Isabel Hardman Isabel Hardman

A threadbare Queen’s Speech isn’t such a bad thing

Can you remember what was in this week’s Queen’s Speech? Boris Johnson couldn’t on the day it was unveiled, making a total mess of trying to sell it on Radio 4’s PM programme. But as the week draws to an end, the main question about the Speech is whether it will pass unamended, not whether the legislation it includes will make much of a difference. 

But is a ‘threadbare speech’ really such a bad thing? Governments of all hues suffer from a compulsive disorder that leads them to legislate merely for the sake of it. No minister wants to leave his or her department without a piece of legislation to their name, and even Prime Ministers who believe in small states and placid governments fall into the trap of thinking that most Bad Things can be made better with legislation. No matter that the legislation produced by both these instincts can often be the worst sort: well-meaning but poorly-thought-through. The combination of ministers anxious to make their mark and a Prime Minister keen to Do Things can lead to a large quantity of legislation going through Parliament. This means MPs, who are supposed to scrutinise legislation and spot bad ideas and flaws, are spread so thinly that they don’t do a very good job of highlighting all the problems with the Something Must Be Done Bill, or suggesting that the Ambitious Minister Legacy (Amendment) Bill might not actually need to exist at all. 

Producing better legislation isn’t what Theresa May and her colleagues had in mind when they drew up this thin Queen’s Speech: they were merely concerned with being able to produce anything at all. But a little more space for MPs – who have so many demands on their time aside from being legislators – to understand and examine the bills that have made it onto the vellum isn’t the worst thing.

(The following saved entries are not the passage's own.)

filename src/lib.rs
pub mod config;
pub mod db;
pub mod handlers;
pub mod services;
pub mod types;
pub mod utils;
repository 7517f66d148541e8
use axum::{
    extract::{Path, Query, State},
    http::{header, StatusCode},
    response::{IntoResponse, Response},
    Json,
};
use serde::Deserialize;
use crate::db::AppState;
use crate::types::{NfProfile, NfType, NrfError, UriList};

#[derive(Debug, Deserialize)]
pub struct NfInstancesQuery {
    #[serde(rename = "nf-type")]
    pub nf_type: NfType,
    pub limit: Option<usize>,
}

/// The registry's own profile with a freshly built summary of served NFs.
pub async fn nrf_profile(State(state): State<AppState>) -> Json<NfProfile> {
    let mut profile = (*state.nrf_profile).clone();
    profile.nrf_info = Some(state.nrf_info.build().await);
    Json(profile)
}

pub async fn list_nf_instances(
    State(state): State<AppState>,
    Query(query): Query<NfInstancesQuery>,
) -> Result<Json<UriList>, AppError> {
    let list = state
        .management
        .instance_locations(&query.nf_type, query.limit)
        .await?;
    Ok(Json(list))
}

pub async fn get_nf_instance(
    State(state): State<AppState>,
    Path(nf_instance_id): Path<String>,
) -> Result<Json<NfProfile>, AppError> {
    state
        .management
        .profile(&nf_instance_id)
        .await?
        .map(Json)
        .ok_or_else(|| AppError::NotFound(format!("NF instance {} not found", nf_instance_id)))
}

pub async fn register_nf_instance(
    State(state): State<AppState>,
    Path(nf_instance_id): Path<String>,
    Json(mut payload): Json<NfProfile>,
) -> Result<Response, AppError> {
    payload.nf_instance_id = nf_instance_id;

    let outcome = state.management.register(&payload).await?;

    // Delivery to the subscribers is left to the notification client.
    for uri in &outcome.notification_uris {
        tracing::debug!("NF instance {} change to be notified to {}", outcome.profile.nf_instance_id, uri);
    }

    if outcome.created {
        Ok((
            StatusCode::CREATED,
            [(header::LOCATION, outcome.location)],
            Json(outcome.profile),
        )
            .into_response())
    } else {
        Ok((StatusCode::OK, Json(outcome.profile)).into_response())
    }
}

pub async fn deregister_nf_instance(
    State(state): State<AppState>,
    Path(nf_instance_id): Path<String>,
) -> Result<StatusCode, AppError> {
    match state.management.deregister(&nf_instance_id).await? {
        Some(_) => Ok(StatusCode::NO_CONTENT),
        None => Err(AppError::NotFound(format!("NF instance {} not found", nf_instance_id))),
    }
}

#[derive(Debug)]
pub enum AppError {
    ValidationError(String),
    NotFound(String),
    StoreError(String),
    InternalError(String),
}

impl From<NrfError> for AppError {
    fn from(err: NrfError) -> Self {
        match err {
            NrfError::Validation(msg) => AppError::ValidationError(msg),
            NrfError::StoreUnavailable(msg) => AppError::StoreError(msg),
            other => AppError::InternalError(other.to_string()),
        }
    }
}

impl IntoResponse for AppError {
    fn into_response(self) -> Response {
        let (status, message) = match self {
            AppError::ValidationError(msg) => (StatusCode::BAD_REQUEST, msg),
            AppError::NotFound(msg) => (StatusCode::NOT_FOUND, msg),
            AppError::StoreError(msg) => (StatusCode::SERVICE_UNAVAILABLE, msg),
            AppError::InternalError(msg) => (StatusCode::INTERNAL_SERVER_ERROR, msg),
        };

        if status.is_server_error() {
            tracing::error!("Request failed: {}", message);
        }

        (status, message).into_response()
    }
}
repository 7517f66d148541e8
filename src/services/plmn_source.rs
use async_trait::async_trait;
use reqwest::Client;
use crate::types::{NrfError, NrfResult, PlmnId};

/// Supplies the PLMNs a profile falls back to when its registration
/// carries none. An empty list is a valid answer, distinct from an error.
#[async_trait]
pub trait PlmnSource: Send + Sync {
    async fn fetch_plmn_config(&self) -> NrfResult<Vec<PlmnId>>;
}

pub struct StaticPlmnSource {
    plmns: Vec<PlmnId>,
}

impl StaticPlmnSource {
    pub fn new(plmns: Vec<PlmnId>) -> Self {
        Self { plmns }
    }
}

#[async_trait]
impl PlmnSource for StaticPlmnSource {
    async fn fetch_plmn_config(&self) -> NrfResult<Vec<PlmnId>> {
        Ok(self.plmns.clone())
    }
}

/// Reads the network-wide PLMN configuration from the webconsole.
pub struct WebconsolePlmnSource {
    client: Client,
    webconsole_uri: String,
}

impl WebconsolePlmnSource {
    pub fn new(webconsole_uri: String) -> NrfResult<Self> {
        let client = Client::builder()
            .timeout(std::time::Duration::from_secs(10))
            .build()
            .map_err(|e| NrfError::PlmnSource(format!("Failed to build HTTP client: {}", e)))?;

        Ok(Self {
            client,
            webconsole_uri: webconsole_uri.trim_end_matches('/').to_string(),
        })
    }
}

#[async_trait]
impl PlmnSource for WebconsolePlmnSource {
    async fn fetch_plmn_config(&self) -> NrfResult<Vec<PlmnId>> {
        let url = format!("{}/nfconfig/plmn", self.webconsole_uri);

        let response = self
            .client
            .get(&url)
            .send()
            .await
            .map_err(|e| NrfError::PlmnSource(format!("Failed to reach webconsole: {}", e)))?;

        let status = response.status();
        if !status.is_success() {
            return Err(NrfError::PlmnSource(format!(
                "Webconsole PLMN request failed with status {}",
                status
            )));
        }

        let plmns: Vec<PlmnId> = response
            .json()
            .await
            .map_err(|e| NrfError::PlmnSource(format!("Failed to parse webconsole PLMN config: {}", e)))?;

        tracing::debug!("Fetched {} PLMNs from webconsole", plmns.len());
        Ok(plmns)
    }
}
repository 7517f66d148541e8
use dashmap::DashMap;
use mongodb::bson::{self, doc};
use std::sync::Arc;
use tokio::sync::Mutex;
use crate::db::{DocumentStore, URI_LIST_COLLECTION};
use crate::types::{Link, Links, NfProfile, NfType, NrfError, NrfResult, UriList};

/// Per NF type registry of instance locations.
///
/// Updates of one type's list are serialized so that concurrent registrations
/// never overwrite each other's entries.
pub struct UriListRegistry {
    store: Arc<dyn DocumentStore>,
    sbi_uri: String,
    locks: DashMap<NfType, Arc<Mutex<()>>>,
}

impl UriListRegistry {
    pub fn new(store: Arc<dyn DocumentStore>, sbi_uri: String) -> Self {
        Self {
            store,
            sbi_uri,
            locks: DashMap::new(),
        }
    }

    pub fn nf_instance_uri(&self, nf_instance_id: &str) -> String {
        format!("{}/nnrf-nfm/v1/nf-instances/{}", self.sbi_uri, nf_instance_id)
    }

    /// Stored list for `nf_type`; a type never registered has an empty list.
    pub async fn fetch(&self, nf_type: &NfType) -> NrfResult<UriList> {
        let filter = doc! { "nfType": nf_type.as_str() };
        match self.store.get_one(URI_LIST_COLLECTION, filter).await? {
            Some(document) => Ok(bson::from_document(document)?),
            None => Ok(UriList {
                nf_type: Some(nf_type.clone()),
                link: Links::default(),
            }),
        }
    }

    /// Adds `uri` to the list of `nf_type` unless already present.
    /// Returns `true` when the list gained a new entry.
    pub async fn register_location(&self, nf_type: &NfType, uri: &str) -> NrfResult<bool> {
        let lock = self.lock_for(nf_type);
        let _guard = lock.lock().await;

        let mut list = self.fetch(nf_type).await?;
        if list.contains(uri) {
            tracing::debug!("{} already listed for {}", uri, nf_type);
            return Ok(false);
        }

        list.nf_type = Some(nf_type.clone());
        list.link.item.push(Link {
            href: uri.to_string(),
        });

        let document = bson::to_document(&list)?;
        self.store
            .put_one(URI_LIST_COLLECTION, doc! { "nfType": nf_type.as_str() }, document)
            .await?;

        tracing::info!("Registered location {} for {} ({} known)", uri, nf_type, list.len());
        Ok(true)
    }

    /// Registers the instance URI of `profile` and returns it with the
    /// new-entry flag.
    pub async fn set_location_header(&self, profile: &NfProfile) -> NrfResult<(String, bool)> {
        let nf_type = profile
            .nf_type
            .as_ref()
            .ok_or_else(|| NrfError::missing_field("NfType"))?;

        let location = self.nf_instance_uri(&profile.nf_instance_id);
        let is_new = self.register_location(nf_type, &location).await?;
        Ok((location, is_new))
    }

    fn lock_for(&self, nf_type: &NfType) -> Arc<Mutex<()>> {
        self.locks.entry(nf_type.clone()).or_default().clone()
    }
}

/// First `limit` entries of `list`, in stored order.
pub fn truncate(list: &UriList, limit: usize) -> UriList {
    if limit >= list.len() {
        return list.clone();
    }

    UriList {
        nf_type: list.nf_type.clone(),
        link: Links {
            item: list.link.item[..limit].to_vec(),
        },
    }
}
/// Registered NF instance.
///
/// `nf_type` and `nf_status` are optional only so that an incomplete
/// submission can be decoded and rejected with a precise reason; a merged
/// profile always carries both.
#[derive(Debug, Clone, Default, PartialEq, Serialize, Deserialize)]
#[serde(rename_all = "camelCase")]
pub struct NfProfile {
    #[serde(default)]
    pub nf_instance_id: String,
    #[serde(skip_serializing_if = "Option::is_none")]
    pub nf_type: Option<NfType>,
    #[serde(skip_serializing_if = "Option::is_none")]
    pub nf_status: Option<NfStatus>,
    #[serde(skip_serializing_if = "Option::is_none")]
    pub heart_beat_timer: Option<u32>,
    #[serde(skip_serializing_if = "Option::is_none")]
    pub plmn_list: Option<Vec<PlmnId>>,
    #[serde(skip_serializing_if = "Option::is_none")]
    pub s_nssais: Option<Vec<Snssai>>,
    #[serde(skip_serializing_if = "Option::is_none")]
    pub nsi_list: Option<Vec<String>>,
    #[serde(skip_serializing_if = "Option::is_none")]
    pub fqdn: Option<String>,
    #[serde(skip_serializing_if = "Option::is_none")]
    pub inter_plmn_fqdn: Option<String>,
    #[serde(skip_serializing_if = "Option::is_none")]
    pub ipv4_addresses: Option<Vec<String>>,
    #[serde(skip_serializing_if = "Option::is_none")]
    pub ipv6_addresses: Option<Vec<String>>,
    #[serde(skip_serializing_if = "Option::is_none")]
    pub allowed_plmns: Option<Vec<PlmnId>>,
    #[serde(skip_serializing_if = "Option::is_none")]
    pub allowed_nf_types: Option<Vec<NfType>>,
    #[serde(skip_serializing_if = "Option::is_none")]
    pub allowed_nf_domains: Option<Vec<String>>,
    #[serde(skip_serializing_if = "Option::is_none")]
    pub allowed_nssais: Option<Vec<Snssai>>,
    #[serde(skip_serializing_if = "Option::is_none")]
    pub priority: Option<i32>,
    #[serde(skip_serializing_if = "Option::is_none")]
    pub capacity: Option<i32>,
    #[serde(skip_serializing_if = "Option::is_none")]
    pub load: Option<i32>,
    #[serde(skip_serializing_if = "Option::is_none")]
    pub locality: Option<String>,
    #[serde(skip_serializing_if = "Option::is_none")]
    pub udr_info: Option<UdrInfo>,
    #[serde(skip_serializing_if = "Option::is_none")]
    pub udm_info: Option<UdmInfo>,
    #[serde(skip_serializing_if = "Option::is_none")]
    pub ausf_info: Option<AusfInfo>,
    #[serde(skip_serializing_if = "Option::is_none")]
    pub amf_info: Option<AmfInfo>,
    #[serde(skip_serializing_if = "Option::is_none")]
    pub smf_info: Option<SmfInfo>,
    #[serde(skip_serializing_if = "Option::is_none")]
    pub upf_info: Option<UpfInfo>,
    #[serde(skip_serializing_if = "Option::is_none")]
    pub pcf_info: Option<PcfInfo>,
    #[serde(skip_serializing_if = "Option::is_none")]
    pub bsf_info: Option<BsfInfo>,
    #[serde(skip_serializing_if = "Option::is_none")]
    pub chf_info: Option<ChfInfo>,
    #[serde(skip_serializing_if = "Option::is_none")]
    pub nrf_info: Option<NrfInfo>,
    #[serde(skip_serializing_if = "Option::is_none")]
    pub recovery_time: Option<DateTime<Utc>>,
    #[serde(default)]
    pub nf_service_persistence: bool,
    #[serde(skip_serializing_if = "Option::is_none")]
    pub nf_services: Option<Vec<NfService>>,
    #[serde(skip_serializing_if = "Option::is_none")]
    pub nf_service_list: Option<IndexMap<String, NfService>>,
}

impl NfProfile {
    /// Canonical view of the exposed services, preferring the ordered list
    /// when both representations are present.
    pub fn services(&self) -> NfServices {
        match (&self.nf_services, &self.nf_service_list) {
            (Some(list), _) => NfServices::from_list(list),
            (None, Some(map)) => NfServices::from_map(map),
            (None, None) => NfServices::default(),
        }
    }
}
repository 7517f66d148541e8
pub mod id_generator;
pub mod ip_range;

pub use id_generator::*;
pub use ip_range::*;
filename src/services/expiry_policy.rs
use std::sync::OnceLock;
use crate::config::Config;

/// Heartbeat timer handed out when profiles never expire (one day).
pub const NO_EXPIRY_KEEP_ALIVE_SECS: u32 = 24 * 60 * 60;

/// Heartbeat timer used when expiry is enabled but no keep-alive is configured.
pub const DEFAULT_KEEP_ALIVE_SECS: u32 = 60;

/// Resolves the heartbeat timer the registry imposes on every profile.
///
/// The configured values are fixed at construction; the effective keep-alive
/// is computed at most once and shared by every caller afterwards.
#[derive(Debug)]
pub struct ExpiryPolicy {
    expiry_enabled: bool,
    configured_keep_alive: u32,
    effective: OnceLock<u32>,
}

impl ExpiryPolicy {
    pub fn new(expiry_enabled: bool, configured_keep_alive: u32) -> Self {
        Self {
            expiry_enabled,
            configured_keep_alive,
            effective: OnceLock::new(),
        }
    }

    pub fn from_config(config: &Config) -> Self {
        Self::new(config.nf_profile_expiry_enable, config.nf_keep_alive_time)
    }

    pub fn keep_alive_time(&self) -> u32 {
        *self.effective.get_or_init(|| {
            if !self.expiry_enabled {
                tracing::info!(
                    "NF profile expiry disabled, using keep-alive timer of {} sec",
                    NO_EXPIRY_KEEP_ALIVE_SECS
                );
                NO_EXPIRY_KEEP_ALIVE_SECS
            } else if self.configured_keep_alive == 0 {
                tracing::info!(
                    "NF profile expiry enabled but keep-alive time is 0, using default of {} sec",
                    DEFAULT_KEEP_ALIVE_SECS
                );
                DEFAULT_KEEP_ALIVE_SECS
            } else {
                self.configured_keep_alive
            }
        })
    }
}
pub mod error;
pub mod nf_info;
pub mod nrf;

use serde::{Deserialize, Serialize};

pub use error::*;
pub use nf_info::*;
pub use nrf::*;

#[derive(Debug, Clone, PartialEq, Eq, Hash, Serialize, Deserialize)]
#[serde(rename_all = "camelCase")]
pub struct PlmnId {
    pub mcc: String,
    pub mnc: String,
}

#[derive(Debug, Clone, PartialEq, Eq, Hash, Serialize, Deserialize)]
#[serde(rename_all = "camelCase")]
pub struct Snssai {
    pub sst: u8,
    #[serde(skip_serializing_if = "Option::is_none")]
    pub sd: Option<String>,
}

#[derive(Debug, Clone, PartialEq, Eq, Serialize, Deserialize)]
#[serde(rename_all = "camelCase")]
pub struct Guami {
    pub plmn_id: PlmnId,
    pub amf_id: String,
}

#[derive(Debug, Clone, PartialEq, Eq, Serialize, Deserialize)]
#[serde(rename_all = "camelCase")]
pub struct Tai {
    pub plmn_id: PlmnId,
    pub tac: String,
}

#[derive(Debug, Clone, PartialEq, Eq, Serialize, Deserialize)]
#[serde(rename_all = "camelCase")]
pub struct TaiRange {
    pub plmn_id: PlmnId,
    pub tac_range_list: Vec<TacRange>,
}

#[derive(Debug, Clone, PartialEq, Eq, Serialize, Deserialize)]
#[serde(rename_all = "camelCase")]
pub struct TacRange {
    #[serde(skip_serializing_if = "Option::is_none")]
    pub start: Option<String>,
    #[serde(skip_serializing_if = "Option::is_none")]
    pub end: Option<String>,
    #[serde(skip_serializing_if = "Option::is_none")]
    pub pattern: Option<String>,
}

/// Range of subscriber identities, given either as numeric bounds or as a regex pattern.
#[derive(Debug, Clone, PartialEq, Eq, Serialize, Deserialize)]
#[serde(rename_all = "camelCase")]
pub struct IdentityRange {
    #[serde(skip_serializing_if = "Option::is_none")]
    pub start: Option<String>,
    #[serde(skip_serializing_if = "Option::is_none")]
    pub end: Option<String>,
    #[serde(skip_serializing_if = "Option::is_none")]
    pub pattern: Option<String>,
}

pub type SupiRange = IdentityRange;
pub type PlmnRange = IdentityRange;
use indexmap::IndexSet;
use mongodb::bson::{self, doc, Bson, Document};
use serde::Deserialize;
use std::sync::Arc;
use crate::db::{DocumentStore, SUBSCRIPTIONS_COLLECTION};
use crate::types::{AusfInfo, NfProfile, NfType, UdmInfo, UdrInfo};

/// The only part of a stored subscription the matcher needs. The rest of the
/// record was already used by the query and is not decoded.
#[derive(Debug, Deserialize)]
#[serde(rename_all = "camelCase")]
struct NotificationTarget {
    nf_status_notification_uri: String,
}

#[derive(Debug, Clone, Copy, PartialEq, Eq)]
pub enum MatchKind {
    NfType,
    NfInstanceId,
    ServiceName,
    Amf,
    GuamiList,
    NetworkSlice,
    NfGroup,
}

/// Info structure the group-id condition is evaluated against.
///
/// Only one is ever used. UDR info wins over UDM info, which wins over AUSF
/// info, whether or not the winner actually carries a group id.
#[derive(Debug, Clone, Copy)]
pub enum NfGroupSource<'a> {
    Udr(&'a UdrInfo),
    Udm(&'a UdmInfo),
    Ausf(&'a AusfInfo),
}

impl<'a> NfGroupSource<'a> {
    pub fn select(profile: &'a NfProfile) -> Option<Self> {
        if let Some(info) = &profile.udr_info {
            return Some(NfGroupSource::Udr(info));
        }
        if let Some(info) = &profile.udm_info {
            return Some(NfGroupSource::Udm(info));
        }
        profile.ausf_info.as_ref().map(NfGroupSource::Ausf)
    }

    pub fn group_id(&self) -> Option<&'a str> {
        let group_id = match self {
            NfGroupSource::Udr(info) => &info.group_id,
            NfGroupSource::Udm(info) => &info.group_id,
            NfGroupSource::Ausf(info) => &info.group_id,
        };
        group_id.as_deref().filter(|id| !id.is_empty())
    }
}

/// Finds the subscribers to notify when a profile changes.
pub struct SubscriptionMatcher {
    store: Arc<dyn DocumentStore>,
}

impl SubscriptionMatcher {
    pub fn new(store: Arc<dyn DocumentStore>) -> Self {
        Self { store }
    }

    /// Callback URIs of every subscription whose condition matches `profile`,
    /// in first-seen order without duplicates.
    ///
    /// Each condition kind is queried on its own; a failing query only loses
    /// the matches of that kind.
    pub async fn notification_uris(&self, profile: &NfProfile) -> Vec<String> {
        let mut uris = IndexSet::new();

        for (kind, filter) in criteria(profile) {
            let documents = match self.store.get_many(SUBSCRIPTIONS_COLLECTION, filter).await {
                Ok(documents) => documents,
                Err(e) => {
                    tracing::error!("Failed to query {:?} subscriptions: {}", kind, e);
                    continue;
                }
            };

            for document in documents {
                match bson::from_document::<NotificationTarget>(document) {
                    Ok(target) => {
                        uris.insert(target.nf_status_notification_uri);
                    }
                    Err(e) => {
                        tracing::warn!("Skipping undecodable {:?} subscription: {}", kind, e);
                    }
                }
            }
        }

        tracing::debug!(
            "NF instance {} matches {} subscriber URIs",
            profile.nf_instance_id,
            uris.len()
        );

        uris.into_iter().collect()
    }
}

/// Query filters for every condition kind that applies to `profile`.
pub fn criteria(profile: &NfProfile) -> Vec<(MatchKind, Document)> {
    let mut criteria = Vec::new();
    let nf_type = profile.nf_type.as_ref().map(NfType::as_str);

    if let Some(nf_type) = nf_type {
        criteria.push((
            MatchKind::NfType,
            doc! {
                "subscrCond.nfType": nf_type,
                "subscrCond.nfGroupId": { "$exists": false },
            },
        ));
    }

    criteria.push((
        MatchKind::NfInstanceId,
        doc! { "subscrCond.nfInstanceId": profile.nf_instance_id.as_str() },
    ));

    let services = profile.services();
    if !services.is_empty() {
        criteria.push((
            MatchKind::ServiceName,
            doc! { "subscrCond.serviceName": { "$in": services.names() } },
        ));
    }

    if let Some(amf_info) = &profile.amf_info {
        if amf_info.amf_set_id.is_some() || amf_info.amf_region_id.is_some() {
            criteria.push((
                MatchKind::Amf,
                doc! {
                    "subscrCond.amfSetId": exact_or_absent(&amf_info.amf_set_id),
                    "subscrCond.amfRegionId": exact_or_absent(&amf_info.amf_region_id),
                },
            ));
        }

        let guamis = amf_info.guami_list.as_deref().unwrap_or_default();
        if !guamis.is_empty() {
            let any_guami: Vec<Document> = guamis
                .iter()
                .filter_map(|guami| element_match("subscrCond.guamiList", guami))
                .collect();
            criteria.push((MatchKind::GuamiList, doc! { "$or": any_guami }));
        }
    }

    let snssais = profile.s_nssais.as_deref().unwrap_or_default();
    if !snssais.is_empty() {
        let any_snssai: Vec<Document> = snssais
            .iter()
            .filter_map(|snssai| element_match("subscrCond.snssaiList", snssai))
            .collect();

        let nsis = profile.nsi_list.as_deref().unwrap_or_default();
        let filter = if nsis.is_empty() {
            doc! { "$or": any_snssai }
        } else {
            doc! {
                "$and": [
                    { "subscrCond.nsiList": { "$in": nsis.to_vec() } },
                    { "$or": any_snssai },
                ]
            }
        };
        criteria.push((MatchKind::NetworkSlice, filter));
    }

    let group_id = NfGroupSource::select(profile).and_then(|source| source.group_id());
    if let (Some(nf_type), Some(group_id)) = (nf_type, group_id) {
        criteria.push((
            MatchKind::NfGroup,
            doc! {
                "subscrCond.nfType": nf_type,
                "subscrCond.nfGroupId": group_id,
            },
        ));
    }

    criteria
}

fn exact_or_absent(value: &Option<String>) -> Bson {
    match value {
        Some(value) => Bson::String(value.clone()),
        None => Bson::Document(doc! { "$exists": false }),
    }
}

fn element_match<T: serde::Serialize>(path: &str, value: &T) -> Option<Document> {
    match bson::to_document(value) {
        Ok(element) => {
            let mut filter = Document::new();
            filter.insert(path, doc! { "$elemMatch": element });
            Some(filter)
        }
        Err(e) => {
            tracing::error!("Failed to encode {} element: {}", path, e);
            None
        }
    }
}
pub mod expiry_policy;
pub mod nf_management;
pub mod nrf_context;
pub mod nrf_info;
pub mod plmn_source;
pub mod profile_merge;
pub mod subscription_matcher;
pub mod uri_list;
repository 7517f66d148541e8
pub async fn health_check() -> &'static str {
    "OK"
}
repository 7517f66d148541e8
#[derive(Debug, thiserror::Error)]
pub enum NrfError {
    #[error("Validation error: {0}")]
    Validation(String),

    #[error("Decode error: {0}")]
    Decode(String),

    #[error("Store unavailable: {0}")]
    StoreUnavailable(String),

    #[error("Random source error: {0}")]
    RandomSource(String),

    #[error("PLMN source error: {0}")]
    PlmnSource(String),
}

impl NrfError {
    pub fn missing_field(field: &str) -> Self {
        NrfError::Validation(format!("{} field is required", field))
    }
}

impl From<mongodb::error::Error> for NrfError {
    fn from(err: mongodb::error::Error) -> Self {
        NrfError::StoreUnavailable(format!("Database error: {}", err))
    }
}

impl From<mongodb::bson::de::Error> for NrfError {
    fn from(err: mongodb::bson::de::Error) -> Self {
        NrfError::Decode(err.to_string())
    }
}

impl From<mongodb::bson::ser::Error> for NrfError {
    fn from(err: mongodb::bson::ser::Error) -> Self {
        NrfError::Decode(format!("Failed to encode document: {}", err))
    }
}

pub type NrfResult<T> = Result<T, NrfError>;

Similarly, a desire for better-scrutinised legislation wasn’t what lay behind shunting the domestic abuse bill, a patient safety bill and a law on fees for private tenants into draft form. Draft bills receive more scrutiny from parliamentarians who have real expertise in the subject (rather than the bill committees of loyal backbenchers once a bill is formally moving through Parliament). And those MPs and peers who do examine a draft bill and observe its flaws and contradictions can point these problems out at a stage when the government’s ego is not so big that ministers will refuse to make changes. Again, once a bill is moving through Parliament properly, ministers regard accepting non-government amendments as an admission of failure to the extent that even spelling corrections have been turned down in bill committees by particularly insecure ministers. Given the three bills in draft form – particularly the domestic violence and patient safety laws – cover vastly complicated and controversial areas, it would be wise to give Parliament a real opportunity to examine how these laws might actually work in the life-or-death situations to which they apply.

Of course, that’s not why these are draft bills: they’ve been pushed back so that the government can say it is doing something without having to devote too much manpower to it while it is trying to sort out the rather more pressing issue of the Repeal Bill. This means that ministers don’t have to spend their time convincing various groups within the Tory Party that new laws on domestic abuse, for instance, are needed. But it might be that the chaos of the government leads to a few slightly better bits of law emerging, eventually.